[Home]

Summary:ASTERISK-03469: Asterisk deadlocks from time to time
Reporter:hal (hal)Labels:
Date Opened:2005-02-10 06:50:06.000-0600Date Closed:2011-06-07 14:00:18
Priority:BlockerRegression?No
Status:Closed/CompleteComponents:Core/General
Versions:Frequency of
Occurrence
Related
Issues:
Environment:Attachments:( 0) Asterisk_debug.txt
( 1) make_fails.txt
Description:All connected phones (SNOM 190) show NR (not registered).
No incoming or outgoing calls are processed.
Commands in the cli have no effect.
Only killing all mpg123 by killall -9 mpg123 and an /etc/init.d/asterisk stop and start brings system back.
Neither systemlogs nor asterisk full-log gave me a hint.
Debug file log/asterisk/full is attached. Tell me, if other logs/debugs are needed. I'll try to get them.
If something was wrong with this bug report, please be kind to my karma ;-)

****** ADDITIONAL INFORMATION ******

This problem shows up on two hardware-different systems.
We have these systems - to prevent this deadlocks - reboot every 24 h by cron-job to release memory and clean up things.
Systems are Fedora Core 2 with Kernel 2.6.8-1.521.
Hardware ~1400 Athlon, 512 MB RAM, 120GB HD no Telefon-Hardware integrated. We use Patton/INALP ISDN-Gateways, so SIP is the only protocol, beeing used. We don't use any external connections, so routing and firewalling shouldn't be a problem...
Comments:By: Andrey S Pankov (casper) 2005-02-10 07:14:41.000-0600

Why do you think this is a deadlock?

In asterisk Makefile change:
DEBUG_THREADS = #-DDEBUG_THREADS #-DDO_CRASH #-DDETECT_DEADLOCKS
to be:
DEBUG_THREADS = -DDEBUG_THREADS -DDETECT_DEADLOCKS #-DDO_CRASH

make clean; make valgrind

Then follow the instructions in http://www.voip-info.org/wiki-Asterisk+debugging
to find where asterisk is locked.

By: hal (hal) 2005-02-10 07:36:04.000-0600

Casper,
thanks for your really quick response.
I found the definition of an Asterisk deadlock here:
http://www.voip-info.org/wiki-Asterisk+deadlock
Reading the above, let me suspect having a "real" deadlock in our systems.
I'll follow your tip, enable dedect deadlocks and "bring" some more informations.

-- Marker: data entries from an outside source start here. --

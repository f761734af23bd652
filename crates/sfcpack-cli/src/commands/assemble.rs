//! Assemble command implementation.
//!
//! Cleanup of the previous output is dispatched first and runs while the
//! configurations are assembled; it is awaited before anything is written.

use sfcpack_config::{
    assemble_project_from_env, spawn_cleanup, BuildConfiguration, ConfigValidator, Mode,
    SchemaValidator, MODE_ENV_VAR,
};

use crate::cli::AssembleArgs;
use crate::commands::Context;
use crate::error::{CliError, Result, ResultExt};
use crate::ui;

/// Execute the assemble command.
///
/// # Steps
///
/// 1. Read the mode once: `--mode`, else `NODE_ENV`
/// 2. Load project settings
/// 3. Dispatch output cleanup (unless `--no-clean`)
/// 4. Assemble and validate the configurations
/// 5. Await cleanup, then write the JSON array
///
/// An unset or unrecognized mode produces an empty array and a warning, or
/// an error under `--strict`. Cleanup failures are reported, never fatal.
pub async fn execute(ctx: &Context, args: AssembleArgs) -> Result<()> {
    let raw_mode = args.mode.clone().or_else(|| std::env::var(MODE_ENV_VAR).ok());
    let mode = Mode::parse_optional(raw_mode.as_deref()).ok();

    if mode.is_none() && args.strict {
        return Err(CliError::UnrecognizedMode { value: raw_mode });
    }

    let settings = ctx.load_settings()?;

    let cleanup = if args.no_clean {
        None
    } else {
        Some(spawn_cleanup(settings.output_path(), &settings.root)?)
    };

    let configs = assemble_project_from_env(raw_mode.as_deref(), &settings)?;
    if let Some(mode) = mode {
        validate_all(mode, &configs)?;
        tracing::info!(%mode, count = configs.len(), "assembled configurations");
    } else {
        ui::warning(&format!(
            "{} is {}; no configuration assembled",
            MODE_ENV_VAR,
            raw_mode
                .as_deref()
                .map_or_else(|| "unset".to_string(), |value| format!("'{value}'"))
        ));
    }

    if let Some(handle) = cleanup {
        let path = handle.path().to_path_buf();
        if let Err(err) = handle.wait().await {
            ui::warning(&format!("Could not remove {}: {err}", path.display()));
        }
    }

    let json = if args.pretty {
        serde_json::to_string_pretty(&configs)?
    } else {
        serde_json::to_string(&configs)?
    };

    match &args.output {
        Some(path) => {
            let path = crate::commands::utils::resolve_path(path, &ctx.project_dir);
            if let Some(parent) = path.parent() {
                tokio::fs::create_dir_all(parent).await.with_path(parent)?;
            }
            tokio::fs::write(&path, json).await.with_path(&path)?;
            ui::success(&format!(
                "Wrote {} configuration(s) to {}",
                configs.len(),
                path.display()
            ));
        }
        None => println!("{json}"),
    }

    Ok(())
}

fn validate_all(mode: Mode, configs: &[BuildConfiguration]) -> Result<()> {
    for (index, config) in configs.iter().enumerate() {
        SchemaValidator
            .validate(config)
            .map_err(|source| CliError::InvalidConfiguration {
                mode: mode.to_string(),
                index,
                source,
            })?;
    }
    Ok(())
}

By: hal (hal) 2005-02-10 08:38:26.000-0600

Make valgrind fails with errors.
Since this is another problem, I'm not shure how to handle it correct in this bug report.
Please give me some advice.
In the hope not getting shot for this, I attached the output of make to make_fails.txt .

Thanks

By: hal (hal) 2005-02-10 09:01:27.000-0600

I found the patch for lock.h enabling detection of deadlocks.
Please ignore the make failure.

By: Andrey S Pankov (casper) 2005-02-10 09:40:07.000-0600

BTW, you can delete your message if there is no need in it:

HAL
02-10-05 08:38

[ Edit ][ Delete ]
          ^^^^^^^^

By: Mark Spencer (markster) 2005-02-10 10:35:39.000-0600

Also even without deadlock detection it would be helpful to follow the directions provided in the link from the bug tracker guidelines for attaching gdb to the deadlocked asterisk and supplying the results of a "thread apply all bt", again when in the deadlocked state.  Without any more information there will be no way to assist you with your issue.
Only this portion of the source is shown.